赤外線天文衛星「あかり」は、2011年11月24日をもって、軌道上での運用を終了しました。「あかり」は、液体ヘリウムと冷凍機によって極低温に冷却された望遠鏡を使って、宇宙からのかすかな赤外線を捉えるための衛星で、2006年2月22日に内之浦宇宙空間観測所から打ち上げられました。液体ヘリウムでの冷却中に全天サーベイに成功し、ヘリウムが蒸発してなくなった後も冷凍機だけを使って一部の観測を続けました。「あかり」の観測期間は計4年以上にわたりましたが、2010年には設計寿命を超えて働いた冷凍機に劣化が見られ、観測を中断して冷却性能回復を目指しました。しかし2011年5月に電源に異常が発生し、観測再開を断念することとなりました。そして11月24日を最後に地上との通信を停止し、5年9ヶ月間に及ぶ運用を終えました。「あかり」は今、地球大気へ突入して生涯を終える日を静かに待っています。

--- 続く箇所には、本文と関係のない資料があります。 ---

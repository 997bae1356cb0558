mod server;

pub mod models;
pub mod routes;
pub mod state;
pub mod utils;
pub mod ws;

// Public API for starting the webserver
pub use server::{build_app, start_server};
pub use state::AppState;
use axum::{extract::State, http::StatusCode, response::Response, routing::get, Router};
use std::sync::Arc;

use crate::{
    broadcast::payload,
    logger::{self, LogTag},
    webserver::{
        models::FrontendConfigResponse,
        state::AppState,
        utils::{payload_response, success_response},
    },
};

/// Create dashboard routes
pub fn routes() -> Router<Arc<AppState>> {
    Router::new()
        .route("/dashboard", get(get_dashboard))
        .route("/config", get(get_frontend_config))
        .route("/cache/stats", get(get_cache_stats))
        .route("/rpc/stats", get(get_rpc_stats))
}

/// GET /api/dashboard
///
/// Latest snapshot through the cache. Per-call failures are reported inside
/// the snapshot; only a failed fetch turns into a 503.
async fn get_dashboard(State(state): State<Arc<AppState>>) -> Response {
    match state.dashboard.snapshot().await {
        Ok(snapshot) => success_response(snapshot),
        Err(e) => {
            logger::error(
                LogTag::Webserver,
                &format!("Dashboard fetch failed: {}", e),
            );
            payload_response(
                StatusCode::SERVICE_UNAVAILABLE,
                payload::disconnected(e.reason()),
            )
        }
    }
}

/// GET /api/config
async fn get_frontend_config(State(state): State<Arc<AppState>>) -> Response {
    success_response(FrontendConfigResponse {
        min_outbound_peers: state.dashboard_config.min_outbound_peers,
        disable_mempool_info: state.dashboard_config.mempool_disabled,
    })
}

/// GET /api/cache/stats
async fn get_cache_stats(State(state): State<Arc<AppState>>) -> Response {
    success_response(state.dashboard.cache_stats())
}

/// GET /api/rpc/stats
async fn get_rpc_stats(State(state): State<Arc<AppState>>) -> Response {
    success_response(state.gateway().stats().snapshot())
}
/// Core logging implementation with automatic filtering
use super::config::{get_logger_config, is_debug_enabled_for_tag, is_verbose_enabled_for_tag};
use super::levels::LogLevel;
use super::tags::LogTag;

/// Check if a log message should be displayed
///
/// Filtering rules:
/// 1. Errors are always shown
/// 2. Debug requires --debug <tag> (or global --verbose)
/// 3. Verbose requires --verbose or --verbose-tags <tag>
/// 4. Anything else must be within the minimum level threshold
/// 5. If enabled_tags is non-empty, the tag must be in the set
pub fn should_log(tag: &LogTag, level: LogLevel) -> bool {
    if level == LogLevel::Error {
        return true;
    }

    let config = get_logger_config();

    let level_allowed = match level {
        LogLevel::Debug => is_debug_enabled_for_tag(tag),
        LogLevel::Verbose => {
            config.min_level == LogLevel::Verbose || is_verbose_enabled_for_tag(tag)
        }
        _ => level <= config.min_level,
    };
    if !level_allowed {
        return false;
    }

    config.enabled_tags.is_empty() || config.enabled_tags.contains(&tag.to_debug_key())
}

pub fn log_internal(tag: LogTag, level: LogLevel, message: &str) {
    if !should_log(&tag, level) {
        return;
    }

    super::format::format_and_log(tag, level, message);
}
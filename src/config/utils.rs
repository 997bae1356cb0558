/// Configuration utilities - loading and validation
use super::schemas::{Config, DashboardConfig, RpcConfig, WebserverConfig};
use crate::errors::ConfigError;
use crate::logger::{self, LogTag};
use std::path::Path;

/// Default configuration file path
pub const CONFIG_FILE_PATH: &str = "config.toml";

pub const MIN_POLLING_INTERVAL_SECS: u64 = 1;
pub const MAX_POLLING_INTERVAL_SECS: u64 = 300;

/// Load and validate configuration from a TOML file
///
/// A missing file yields the defaults (which still have to validate, so the
/// RPC credentials must then come from somewhere else).
pub fn load_config_from_path(path: &str) -> Result<Config, ConfigError> {
    let config = if Path::new(path).exists() {
        let contents = std::fs::read_to_string(path).map_err(|source| ConfigError::Read {
            path: path.to_string(),
            source,
        })?;
        parse_config(path, &contents)?
    } else {
        logger::warning(
            LogTag::Config,
            &format!("Config file '{}' not found, using default values", path),
        );
        Config::default()
    };

    config.validate()?;
    Ok(config)
}

/// Parse configuration text without validating it
///
/// Unknown sections and keys are reported as warnings and otherwise ignored.
pub fn parse_config(path: &str, contents: &str) -> Result<Config, ConfigError> {
    let config = toml::from_str::<Config>(contents).map_err(|e| ConfigError::Parse {
        path: path.to_string(),
        message: e.to_string(),
    })?;

    for key in unknown_keys(contents) {
        logger::warning(
            LogTag::Config,
            &format!("Ignoring unknown key '{}' in '{}'", key, path),
        );
    }

    Ok(config)
}

/// Dotted paths of keys no config struct declares
fn unknown_keys(contents: &str) -> Vec<String> {
    let Ok(table) = contents.parse::<toml::Table>() else {
        return Vec::new();
    };

    let mut unknown = Vec::new();
    for (section, value) in &table {
        let known = match section.as_str() {
            "rpc" => RpcConfig::FIELD_NAMES,
            "dashboard" => DashboardConfig::FIELD_NAMES,
            "webserver" => WebserverConfig::FIELD_NAMES,
            _ => {
                unknown.push(section.clone());
                continue;
            }
        };
        if let Some(keys) = value.as_table() {
            unknown.extend(
                keys.keys()
                    .filter(|k| !known.contains(&k.as_str()))
                    .map(|k| format!("{}.{}", section, k)),
            );
        }
    }
    unknown
}

impl Config {
    /// Check every constraint and report all violations at once
    pub fn validate(&self) -> Result<(), ConfigError> {
        let mut violations = Vec::new();

        let rpc = &self.rpc;
        if rpc.scheme != "http" && rpc.scheme != "https" {
            violations.push(format!("rpc.scheme must be 'http' or 'https', got '{}'", rpc.scheme));
        }
        if rpc.host.trim().is_empty() {
            violations.push("rpc.host must not be blank".to_string());
        }
        if rpc.port == 0 {
            violations.push("rpc.port must be between 1 and 65535".to_string());
        }
        if rpc.user.trim().is_empty() {
            violations.push("rpc.user must not be blank".to_string());
        }
        if rpc.password.trim().is_empty() {
            violations.push("rpc.password must not be blank".to_string());
        }
        if rpc.timeout_ms == 0 {
            violations.push("rpc.timeout_ms must be greater than 0".to_string());
        }
        if url::Url::parse(&rpc.endpoint()).is_err() {
            violations.push(format!("rpc endpoint '{}' is not a valid URL", rpc.endpoint()));
        }

        let dashboard = &self.dashboard;
        if !(MIN_POLLING_INTERVAL_SECS..=MAX_POLLING_INTERVAL_SECS)
            .contains(&dashboard.polling_interval_secs)
        {
            violations.push(format!(
                "dashboard.polling_interval_secs must be between {} and {}, got {}",
                MIN_POLLING_INTERVAL_SECS, MAX_POLLING_INTERVAL_SECS, dashboard.polling_interval_secs
            ));
        }
        if dashboard.cache_validity_buffer_ms >= dashboard.polling_interval_ms() {
            violations.push(format!(
                "dashboard.cache_validity_buffer_ms ({}) must be less than the polling interval ({} ms)",
                dashboard.cache_validity_buffer_ms,
                dashboard.polling_interval_ms()
            ));
        }
        if dashboard.cache_max_items == 0 {
            violations.push("dashboard.cache_max_items must be at least 1".to_string());
        }
        if dashboard.min_outbound_peers == 0 {
            violations.push("dashboard.min_outbound_peers must be at least 1".to_string());
        }
        if dashboard.max_sessions == 0 {
            violations.push("dashboard.max_sessions must be at least 1".to_string());
        }

        if self.webserver.host.trim().is_empty() {
            violations.push("webserver.host must not be blank".to_string());
        }

        if violations.is_empty() {
            Ok(())
        } else {
            Err(ConfigError::Invalid(violations))
        }
    }
}
//! In-memory per-method call statistics for the RPC gateway
use chrono::{DateTime, Utc};
use parking_lot::Mutex;
use serde::Serialize;
use std::collections::HashMap;
use std::time::Duration;

#[derive(Debug, Clone, Default)]
struct MethodStats {
    calls: u64,
    errors: u64,
    total_time_ms: f64,
}

/// Call counters, shared by every clone of a gateway
#[derive(Debug)]
pub struct RpcStats {
    methods: Mutex<HashMap<String, MethodStats>>,
    startup_time: DateTime<Utc>,
}

/// Serializable view of [`RpcStats`]
#[derive(Debug, Clone, Serialize)]
#[serde(rename_all = "camelCase")]
pub struct RpcStatsSnapshot {
    pub total_calls: u64,
    pub total_errors: u64,
    /// 0.0 - 100.0, 100.0 before any call
    pub success_rate: f64,
    pub average_response_time_ms: f64,
    pub calls_per_method: HashMap<String, u64>,
    pub errors_per_method: HashMap<String, u64>,
    pub average_ms_per_method: HashMap<String, f64>,
    pub uptime_seconds: i64,
}

impl RpcStats {
    pub fn new() -> Self {
        Self {
            methods: Mutex::new(HashMap::new()),
            startup_time: Utc::now(),
        }
    }

    pub fn record(&self, method: &str, elapsed: Duration, success: bool) {
        let mut methods = self.methods.lock();
        let entry = methods.entry(method.to_string()).or_default();
        entry.calls += 1;
        entry.total_time_ms += elapsed.as_secs_f64() * 1000.0;
        if !success {
            entry.errors += 1;
        }
    }

    pub fn snapshot(&self) -> RpcStatsSnapshot {
        let methods = self.methods.lock();

        let total_calls: u64 = methods.values().map(|m| m.calls).sum();
        let total_errors: u64 = methods.values().map(|m| m.errors).sum();
        let total_time_ms: f64 = methods.values().map(|m| m.total_time_ms).sum();

        let success_rate = if total_calls == 0 {
            100.0
        } else {
            ((total_calls - total_errors) as f64 / total_calls as f64) * 100.0
        };
        let average_response_time_ms = if total_calls == 0 {
            0.0
        } else {
            total_time_ms / total_calls as f64
        };

        RpcStatsSnapshot {
            total_calls,
            total_errors,
            success_rate,
            average_response_time_ms,
            calls_per_method: methods.iter().map(|(k, v)| (k.clone(), v.calls)).collect(),
            errors_per_method: methods.iter().map(|(k, v)| (k.clone(), v.errors)).collect(),
            average_ms_per_method: methods
                .iter()
                .filter(|(_, v)| v.calls > 0)
                .map(|(k, v)| (k.clone(), v.total_time_ms / v.calls as f64))
                .collect(),
            uptime_seconds: Utc::now()
                .signed_duration_since(self.startup_time)
                .num_seconds(),
        }
    }
}

impl Default for RpcStats {
    fn default() -> Self {
        Self::new()
    }
}
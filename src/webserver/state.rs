/// Shared application state for the webserver
use crate::{
    broadcast::SubscriberRegistry, config::DashboardConfig, dashboard::DashboardService,
    rpc::RpcGateway,
};
use std::sync::Arc;

/// Shared application state passed to all route handlers
#[derive(Clone)]
pub struct AppState {
    /// Cached snapshot access
    pub dashboard: DashboardService,

    /// Live push subscribers
    pub registry: Arc<SubscriberRegistry>,

    /// Dashboard settings exposed to the frontend
    pub dashboard_config: Arc<DashboardConfig>,
}

impl AppState {
    pub fn new(
        dashboard: DashboardService,
        registry: Arc<SubscriberRegistry>,
        dashboard_config: DashboardConfig,
    ) -> Self {
        Self {
            dashboard,
            registry,
            dashboard_config: Arc::new(dashboard_config),
        }
    }

    /// Gateway for uncached pass-through calls
    pub fn gateway(&self) -> &RpcGateway {
        self.dashboard.aggregator().gateway()
    }
}
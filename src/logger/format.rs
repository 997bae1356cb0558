//! Log formatting and output with ANSI colors
//!
//! Handles:
//! - Colorized console output with tag and level formatting
//! - Dual output (console + file)
//! - Broken pipe handling for piped commands

use super::file::write_to_file;
use super::levels::LogLevel;
use super::tags::LogTag;
use chrono::Local;
use colored::*;
use std::io::{stdout, ErrorKind, Write};

/// Log format widths for alignment
const TAG_WIDTH: usize = 10;
const LEVEL_WIDTH: usize = 7;

pub fn format_and_log(tag: LogTag, level: LogLevel, message: &str) {
    let now = Local::now();
    let time = now.format("%H:%M:%S").to_string().dimmed();

    let console_line = format!(
        "{} [{}] [{}] {}",
        time,
        format_tag(&tag),
        format_level(level),
        message
    );
    print_stdout_safe(&console_line);

    let file_line = format!(
        "{} [{}] [{}] {}",
        now.format("%Y-%m-%d %H:%M:%S"),
        tag.to_plain_string(),
        level.as_str(),
        message
    );
    write_to_file(&file_line, level == LogLevel::Error);
}

fn format_tag(tag: &LogTag) -> ColoredString {
    let label = format!("{:<width$}", tag.to_plain_string(), width = TAG_WIDTH);
    match tag {
        LogTag::System => label.bright_yellow().bold(),
        LogTag::Config => label.bright_white().bold(),
        LogTag::Rpc => label.bright_cyan().bold(),
        LogTag::Aggregator => label.bright_magenta().bold(),
        LogTag::Cache => label.bright_blue().bold(),
        LogTag::Broadcast => label.bright_purple().bold(),
        LogTag::Webserver => label.bright_green().bold(),
    }
}

fn format_level(level: LogLevel) -> ColoredString {
    let label = format!("{:<width$}", level.as_str(), width = LEVEL_WIDTH);
    match level {
        LogLevel::Error => label.bright_red().bold(),
        LogLevel::Warning => label.bright_yellow().bold(),
        LogLevel::Info => label.white().bold(),
        LogLevel::Debug | LogLevel::Verbose => label.dimmed(),
    }
}

/// Print to stdout but ignore broken pipe errors
fn print_stdout_safe(message: &str) {
    let mut out = stdout().lock();
    if let Err(e) = writeln!(out, "{}", message) {
        if e.kind() == ErrorKind::BrokenPipe {
            std::process::exit(0);
        }
        let _ = writeln!(std::io::stderr(), "Logger stdout error: {}", e);
    }
    let _ = out.flush();
}
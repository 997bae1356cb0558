use crate::webserver::state::AppState;
use axum::{routing::get, Router};
use std::sync::Arc;

pub mod dashboard;
pub mod node;
pub mod ws;

pub fn create_router(state: Arc<AppState>) -> Router {
    Router::new()
        .route("/ws/dashboard", get(ws::dashboard_ws))
        .nest("/api", api_routes())
        .with_state(state)
}

fn api_routes() -> Router<Arc<AppState>> {
    Router::new()
        .merge(dashboard::routes())
        .merge(node::routes())
}
//! Structured, tag-based logging for nodepulse
//!
//! This module provides a small ergonomic logging API with:
//! - Standard log levels (Error/Warning/Info/Debug/Verbose)
//! - Per-component debug control via `--debug <tag>,...`
//! - Dual output: colored console + optional file persistence
//!
//! ## Usage
//!
//! ```rust
//! use nodepulse::logger::{self, LogTag};
//!
//! logger::error(LogTag::Rpc, "Connection refused");
//! logger::warning(LogTag::Aggregator, "getblockchaininfo failed");
//! logger::info(LogTag::System, "Dashboard started");
//! logger::debug(LogTag::Cache, "Cache hit"); // Only with --debug cache
//! logger::verbose(LogTag::Rpc, "Raw response: ..."); // Only if --verbose
//! ```
//!
//! ## Initialization
//!
//! Call once at startup, before the first log line, with the settings taken
//! from the command line:
//! ```rust
//! nodepulse::logger::init(nodepulse::logger::LoggerConfig::default());
//! ```

mod config;
mod core;
mod file;
mod format;
mod levels;
mod tags;

pub use config::{get_logger_config, set_logger_config, LoggerConfig};
pub use levels::LogLevel;
pub use tags::LogTag;

/// Initialize the logger system
///
/// Installs `config` and opens the log file when one is configured.
pub fn init(config: LoggerConfig) {
    let file_path = config.file_path.clone();
    set_logger_config(config);

    if let Some(path) = file_path {
        file::init_file_logging(&path);
    }
}

/// Log at ERROR level (always shown)
pub fn error(tag: LogTag, message: &str) {
    core::log_internal(tag, LogLevel::Error, message);
}

/// Log at WARNING level (shown unless --quiet raises the threshold)
pub fn warning(tag: LogTag, message: &str) {
    core::log_internal(tag, LogLevel::Warning, message);
}

/// Log at INFO level (standard operations)
pub fn info(tag: LogTag, message: &str) {
    core::log_internal(tag, LogLevel::Info, message);
}

/// Log at DEBUG level
///
/// Only shown when the tag was passed to `--debug`.
///
/// # Example
/// ```rust
/// // Only shown with --debug rpc
/// nodepulse::logger::debug(nodepulse::logger::LogTag::Rpc, "getpeerinfo took 12ms");
/// ```
pub fn debug(tag: LogTag, message: &str) {
    core::log_internal(tag, LogLevel::Debug, message);
}

/// Log at VERBOSE level (--verbose or --verbose-tags <tag>)
pub fn verbose(tag: LogTag, message: &str) {
    core::log_internal(tag, LogLevel::Verbose, message);
}

/// Check whether debug output is enabled for a tag
///
/// Lets callers skip building expensive debug messages.
pub fn is_debug_enabled(tag: LogTag) -> bool {
    core::should_log(&tag, LogLevel::Debug)
}

/// Force flush all pending log writes
///
/// Call this during shutdown to ensure all logs are written to disk.
pub fn flush() {
    file::flush_file_logging();
}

観測運用中の「あかり」は、膨大なデータを地上に届けてくれました。そこからは130万個の天体情報を収めた赤外線天体カタログがつくられ、世界の研究者に公開されています。また100億年前までさかのぼる宇宙の星形成活動の歴史、惑星の原料ともなる宇宙の塵が終末期の星のまわりでつくられる様子、さらには小惑星や彗星など太陽系内天体の情報など、「あかり」のデータは赤外線でしか見えないさまざまな宇宙の姿を捉えていました。軌道運用が終了した後もデータの解析と、それを用いた研究は続いています。赤外線天体カタログの増補や、宇宙の赤外線画像の新たな公開なども、2012年に予定されています。全天の赤外線画像はプラネタリウムでも投影できるようにする予定なので、見ていただく機会があるかもしれません。「あかり」が送ってくれたデータを、研究者だけでなく私たちみんなの宝として遺しておきたいと思います。私たちにデータを渡して仕事を終えた「あかり」は、地球を回りながら今も一人で星空を見つめているのでしょうか。